Bird Flu

Bird flu has been around for a long time. So why have scientists and everyday people around the world become so concerned about it recently?


The reason is that bird flu has only affected humans since the 1990s. Before that, bird flu was only known to affect birds.


No one knows when the first birds in the wild became ill from bird flu. The flu first drew attention when it began to affect domestic birds, such as chickens. There were two forms of the virus. One form barely made the chickens sick, and it went unnoticed, too. The other form was much more deadly. The mortality rate of this severe form was almost one hundred percent.


This deadly form of bird flu spread rapidly. It could be carried on farm workers' clothes, and on cages, equipment, and farm vehicles. The only known way to stop an outbreak of this bird flu was to destroy an entire infected flock of chickens.


In the 1990s, bird flu also began to make people sick. People who worked with poultry or who had contact with dead or sick birds seemed to be most at risk. Bird flu made people ill in countries in Europe, Asia, and Africa. China, Egypt, Indonesia, Thailand, and Vietnam were some of the countries where humans were most affected by the flu.


Bird flu is a deadly disease for humans. The disease starts out with symptoms like a fever and a sore throat, but it progresses rapidly to pneumonia. Of the known cases of bird flu in humans, sixty percent of the people infected with the virus have died.

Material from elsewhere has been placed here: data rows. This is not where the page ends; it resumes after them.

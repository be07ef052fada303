//! Durable posting store + read-only query service for jobtrawl.

use std::collections::{BTreeMap, HashMap};
use std::ops::Bound;
use std::sync::Arc;
use std::time::Duration;

use async_trait::async_trait;
use chrono::Utc;
use jobtrawl_core::{DedupKey, DetailFields, FieldValue, NewPosting, Posting, PostingFields, PostingId};
use serde::Serialize;
use sqlx::migrate::Migrator;
use sqlx::postgres::{PgPool, PgPoolOptions, PgRow};
use sqlx::Row;
use thiserror::Error;
use tokio::sync::Mutex;
use tracing::{debug, info};

pub use sqlx::Error as SqlxError;

pub const CRATE_NAME: &str = "jobtrawl-store";

static MIGRATOR: Migrator = sqlx::migrate!("./migrations");

#[derive(Debug, Error)]
pub enum StoreError {
    #[error("posting with dedup key `{0}` already exists")]
    Conflict(DedupKey),
    #[error("posting {0} not found")]
    NotFound(PostingId),
    #[error("database error: {0}")]
    Database(#[from] sqlx::Error),
    #[error("migration failed: {0}")]
    Migrate(#[from] sqlx::migrate::MigrateError),
}

/// Minimal projection used by the enrichment scan.
#[derive(Debug, Clone, PartialEq, Eq)]
pub struct ScanRow {
    pub id: PostingId,
    pub link: FieldValue,
    pub enriched: bool,
}

#[derive(Debug, Clone, PartialEq)]
pub struct SearchResult {
    pub rows: Vec<Posting>,
    pub total_count: u64,
}

#[async_trait]
pub trait Repository: Send + Sync {
    /// Cheap connectivity probe run before a cycle touches the store.
    async fn ping(&self) -> Result<(), StoreError>;

    async fn exists(&self, key: &DedupKey) -> Result<bool, StoreError>;

    /// Atomic insert-if-absent. Losing a race on the dedup key is `StoreError::Conflict`.
    async fn insert(&self, posting: &NewPosting) -> Result<PostingId, StoreError>;

    /// Keyset page of postings with `id > after`, ascending by id.
    async fn scan_page(&self, after: PostingId, limit: u32) -> Result<Vec<ScanRow>, StoreError>;

    /// Writes detail fields and stamps the posting as enriched. A sentinel
    /// never replaces a value that is already present.
    async fn update_detail_fields(&self, id: PostingId, detail: &DetailFields) -> Result<(), StoreError>;

    /// Case-insensitive substring match OR'd across every textual column, ordered by id.
    /// An empty filter matches everything. `page` is 1-based.
    async fn search(&self, filter: &str, page: u32, limit: u32) -> Result<SearchResult, StoreError>;
}

#[derive(Debug, Clone)]
pub struct PgRepository {
    pool: PgPool,
}

impl PgRepository {
    pub fn new(pool: PgPool) -> Self {
        Self { pool }
    }

    pub async fn connect(database_url: &str, max_connections: u32) -> Result<Self, StoreError> {
        let pool = PgPoolOptions::new()
            .max_connections(max_connections.max(1))
            .acquire_timeout(Duration::from_secs(10))
            .connect(database_url)
            .await?;
        Ok(Self { pool })
    }

    pub fn pool(&self) -> &PgPool {
        &self.pool
    }

    pub async fn migrate(&self) -> Result<(), StoreError> {
        MIGRATOR.run(&self.pool).await?;
        info!("job_postings migrations applied");
        Ok(())
    }
}

fn posting_from_row(row: &PgRow) -> Result<Posting, sqlx::Error> {
    let text = |column: &str| -> Result<FieldValue, sqlx::Error> {
        Ok(row.try_get::<Option<String>, _>(column)?.into())
    };
    Ok(Posting {
        id: PostingId(row.try_get("id")?),
        fields: PostingFields {
            title: text("job_title")?,
            link: text("job_link")?,
            company_name: text("company_name")?,
            company_link: text("company_link")?,
            source_name: text("job_source")?,
            location: text("job_location")?,
            salary: text("salary")?,
            employment_type: text("job_type")?,
            description: text("job_description")?,
            posted_date: text("job_posted_date")?,
        },
        dedup_key: DedupKey::new(row.try_get::<String, _>("dedup_key")?),
        created_at: row.try_get("created_at")?,
        enriched_at: row.try_get("enriched_at")?,
    })
}

/// Escapes `%`, `_` and `\` so the filter matches literally inside ILIKE.
pub fn like_pattern(filter: &str) -> String {
    let mut escaped = String::with_capacity(filter.len() + 2);
    escaped.push('%');
    for ch in filter.chars() {
        if matches!(ch, '%' | '_' | '\\') {
            escaped.push('\\');
        }
        escaped.push(ch);
    }
    escaped.push('%');
    escaped
}

fn page_offset(page: u32, limit: u32) -> u64 {
    u64::from(page.saturating_sub(1)) * u64::from(limit)
}

#[async_trait]
impl Repository for PgRepository {
    async fn ping(&self) -> Result<(), StoreError> {
        sqlx::query("SELECT 1").execute(&self.pool).await?;
        Ok(())
    }

    async fn exists(&self, key: &DedupKey) -> Result<bool, StoreError> {
        let row = sqlx::query("SELECT EXISTS (SELECT 1 FROM job_postings WHERE dedup_key = $1)")
            .bind(key.as_str())
            .fetch_one(&self.pool)
            .await?;
        Ok(row.try_get::<bool, _>(0)?)
    }

    async fn insert(&self, posting: &NewPosting) -> Result<PostingId, StoreError> {
        let f = &posting.fields;
        let row = sqlx::query(
            r#"
            INSERT INTO job_postings (
                dedup_key, job_title, job_link, company_name, company_link, job_source,
                job_location, salary, job_type, job_description, job_posted_date
            )
            VALUES ($1, $2, $3, $4, $5, $6, $7, $8, $9, $10, $11)
            ON CONFLICT (dedup_key) DO NOTHING
            RETURNING id
            "#,
        )
        .bind(posting.dedup_key.as_str())
        .bind(f.title.as_deref())
        .bind(f.link.as_deref())
        .bind(f.company_name.as_deref())
        .bind(f.company_link.as_deref())
        .bind(f.source_name.as_deref())
        .bind(f.location.as_deref())
        .bind(f.salary.as_deref())
        .bind(f.employment_type.as_deref())
        .bind(f.description.as_deref())
        .bind(f.posted_date.as_deref())
        .fetch_optional(&self.pool)
        .await?;

        match row {
            Some(row) => Ok(PostingId(row.try_get("id")?)),
            None => Err(StoreError::Conflict(posting.dedup_key.clone())),
        }
    }

    async fn scan_page(&self, after: PostingId, limit: u32) -> Result<Vec<ScanRow>, StoreError> {
        let rows = sqlx::query(
            r#"
            SELECT id, job_link, enriched_at IS NOT NULL AS enriched
              FROM job_postings
             WHERE id > $1
             ORDER BY id ASC
             LIMIT $2
            "#,
        )
        .bind(after.get())
        .bind(i64::from(limit))
        .fetch_all(&self.pool)
        .await?;

        let mut out = Vec::with_capacity(rows.len());
        for row in rows {
            out.push(ScanRow {
                id: PostingId(row.try_get("id")?),
                link: row.try_get::<Option<String>, _>("job_link")?.into(),
                enriched: row.try_get("enriched")?,
            });
        }
        Ok(out)
    }

    async fn update_detail_fields(&self, id: PostingId, detail: &DetailFields) -> Result<(), StoreError> {
        let result = sqlx::query(
            r#"
            UPDATE job_postings
               SET job_description = COALESCE($2, job_description),
                   job_type = COALESCE($3, job_type),
                   salary = COALESCE($4, salary),
                   enriched_at = NOW()
             WHERE id = $1
            "#,
        )
        .bind(id.get())
        .bind(detail.description.as_deref())
        .bind(detail.employment_type.as_deref())
        .bind(detail.salary.as_deref())
        .execute(&self.pool)
        .await?;

        if result.rows_affected() == 0 {
            return Err(StoreError::NotFound(id));
        }
        Ok(())
    }

    async fn search(&self, filter: &str, page: u32, limit: u32) -> Result<SearchResult, StoreError> {
        let pattern = like_pattern(filter);
        let mut tx = self.pool.begin().await?;
        sqlx::query("SET TRANSACTION ISOLATION LEVEL REPEATABLE READ")
            .execute(&mut *tx)
            .await?;

        let rows = sqlx::query(
            r#"
            SELECT id, dedup_key, job_title, job_link, company_name, company_link, job_source,
                   job_location, salary, job_type, job_description, job_posted_date,
                   created_at, enriched_at
              FROM job_postings
             WHERE $1 = ''
                OR job_title ILIKE $2 OR job_link ILIKE $2 OR company_name ILIKE $2
                OR company_link ILIKE $2 OR job_source ILIKE $2 OR job_location ILIKE $2
                OR salary ILIKE $2 OR job_type ILIKE $2 OR job_description ILIKE $2
                OR job_posted_date ILIKE $2
             ORDER BY id ASC
             LIMIT $3 OFFSET $4
            "#,
        )
        .bind(filter)
        .bind(&pattern)
        .bind(i64::from(limit))
        .bind(page_offset(page, limit) as i64)
        .fetch_all(&mut *tx)
        .await?;

        let total: i64 = sqlx::query(
            r#"
            SELECT COUNT(*) AS total
              FROM job_postings
             WHERE $1 = ''
                OR job_title ILIKE $2 OR job_link ILIKE $2 OR company_name ILIKE $2
                OR company_link ILIKE $2 OR job_source ILIKE $2 OR job_location ILIKE $2
                OR salary ILIKE $2 OR job_type ILIKE $2 OR job_description ILIKE $2
                OR job_posted_date ILIKE $2
            "#,
        )
        .bind(filter)
        .bind(&pattern)
        .fetch_one(&mut *tx)
        .await?
        .try_get("total")?;
        tx.commit().await?;

        let rows = rows
            .iter()
            .map(posting_from_row)
            .collect::<Result<Vec<_>, _>>()?;
        debug!(filter, page, limit, total, returned = rows.len(), "search executed");
        Ok(SearchResult {
            rows,
            total_count: total.max(0) as u64,
        })
    }
}

/// Process-local repository with the same contract as [`PgRepository`].
#[derive(Debug, Default)]
pub struct MemoryRepository {
    state: Mutex<MemoryState>,
}

#[derive(Debug, Default)]
struct MemoryState {
    last_id: i64,
    rows: BTreeMap<PostingId, Posting>,
    keys: HashMap<DedupKey, PostingId>,
}

impl MemoryRepository {
    pub fn new() -> Self {
        Self::default()
    }

    pub async fn len(&self) -> usize {
        self.state.lock().await.rows.len()
    }

    pub async fn is_empty(&self) -> bool {
        self.len().await == 0
    }

    pub async fn get(&self, id: PostingId) -> Option<Posting> {
        self.state.lock().await.rows.get(&id).cloned()
    }

    pub async fn all(&self) -> Vec<Posting> {
        self.state.lock().await.rows.values().cloned().collect()
    }
}

fn matches_filter(fields: &PostingFields, needle: &str) -> bool {
    needle.is_empty()
        || fields
            .columns()
            .iter()
            .filter_map(|(_, value)| value.as_deref())
            .any(|value| value.to_lowercase().contains(needle))
}

#[async_trait]
impl Repository for MemoryRepository {
    async fn ping(&self) -> Result<(), StoreError> {
        Ok(())
    }

    async fn exists(&self, key: &DedupKey) -> Result<bool, StoreError> {
        Ok(self.state.lock().await.keys.contains_key(key))
    }

    async fn insert(&self, posting: &NewPosting) -> Result<PostingId, StoreError> {
        let mut state = self.state.lock().await;
        if state.keys.contains_key(&posting.dedup_key) {
            return Err(StoreError::Conflict(posting.dedup_key.clone()));
        }
        state.last_id += 1;
        let id = PostingId(state.last_id);
        state.keys.insert(posting.dedup_key.clone(), id);
        state.rows.insert(
            id,
            Posting {
                id,
                fields: posting.fields.clone(),
                dedup_key: posting.dedup_key.clone(),
                created_at: Utc::now(),
                enriched_at: None,
            },
        );
        Ok(id)
    }

    async fn scan_page(&self, after: PostingId, limit: u32) -> Result<Vec<ScanRow>, StoreError> {
        let state = self.state.lock().await;
        Ok(state
            .rows
            .range((Bound::Excluded(after), Bound::Unbounded))
            .take(limit as usize)
            .map(|(id, posting)| ScanRow {
                id: *id,
                link: posting.fields.link.clone(),
                enriched: posting.is_enriched(),
            })
            .collect())
    }

    async fn update_detail_fields(&self, id: PostingId, detail: &DetailFields) -> Result<(), StoreError> {
        let mut state = self.state.lock().await;
        let posting = state.rows.get_mut(&id).ok_or(StoreError::NotFound(id))?;
        let fields = &mut posting.fields;
        fields.description = detail.description.clone().or(fields.description.clone());
        fields.employment_type = detail.employment_type.clone().or(fields.employment_type.clone());
        fields.salary = detail.salary.clone().or(fields.salary.clone());
        posting.enriched_at = Some(Utc::now());
        Ok(())
    }

    async fn search(&self, filter: &str, page: u32, limit: u32) -> Result<SearchResult, StoreError> {
        let needle = filter.to_lowercase();
        let state = self.state.lock().await;
        let matching: Vec<&Posting> = state
            .rows
            .values()
            .filter(|p| matches_filter(&p.fields, &needle))
            .collect();
        let total_count = matching.len() as u64;
        let rows = matching
            .into_iter()
            .skip(page_offset(page, limit) as usize)
            .take(limit as usize)
            .cloned()
            .collect();
        Ok(SearchResult { rows, total_count })
    }
}

#[derive(Debug, Error)]
pub enum QueryError {
    #[error("page and limit must both be at least 1 (page={page}, limit={limit})")]
    InvalidPaging { page: u32, limit: u32 },
    #[error(transparent)]
    Store(#[from] StoreError),
}

#[derive(Debug, Clone, Serialize)]
pub struct SearchPage {
    pub rows: Vec<Posting>,
    pub page: u32,
    pub limit: u32,
    pub total_count: u64,
    pub total_pages: u64,
}

pub fn total_pages(total_count: u64, limit: u32) -> u64 {
    if limit == 0 {
        return 0;
    }
    total_count.div_ceil(u64::from(limit))
}

pub const DEFAULT_MAX_PAGE_SIZE: u32 = 100;

/// Read-only paginated view over a [`Repository`].
#[derive(Clone)]
pub struct QueryService {
    repo: Arc<dyn Repository>,
    max_limit: u32,
}

impl QueryService {
    pub fn new(repo: Arc<dyn Repository>) -> Self {
        Self {
            repo,
            max_limit: DEFAULT_MAX_PAGE_SIZE,
        }
    }

    pub fn with_max_limit(mut self, max_limit: u32) -> Self {
        self.max_limit = max_limit.max(1);
        self
    }

    /// Out-of-range pages return no rows rather than an error.
    pub async fn search(&self, filter: &str, page: u32, limit: u32) -> Result<SearchPage, QueryError> {
        if page == 0 || limit == 0 {
            return Err(QueryError::InvalidPaging { page, limit });
        }
        let limit = limit.min(self.max_limit);
        let result = self.repo.search(filter, page, limit).await?;
        Ok(SearchPage {
            rows: result.rows,
            page,
            limit,
            total_count: result.total_count,
            total_pages: total_pages(result.total_count, limit),
        })
    }
}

So far, the bird flu virus is not able to pass from person to person. Only a person who had been in contact with infected or dead birds can catch the virus. No one has caught it from other sick people. This is because the bird flu virus was not adapted to humans.


Even though the virus did not make large numbers of people ill, many feared that someday it might. They had a good reason to be afraid, and it had to do with a special property of viruses. Viruses can change, or mutate, very rapidly. There have already been several different strains of bird flu. What if a new strain developed that was adapted to humans? What if it was able to pass directly from human to human?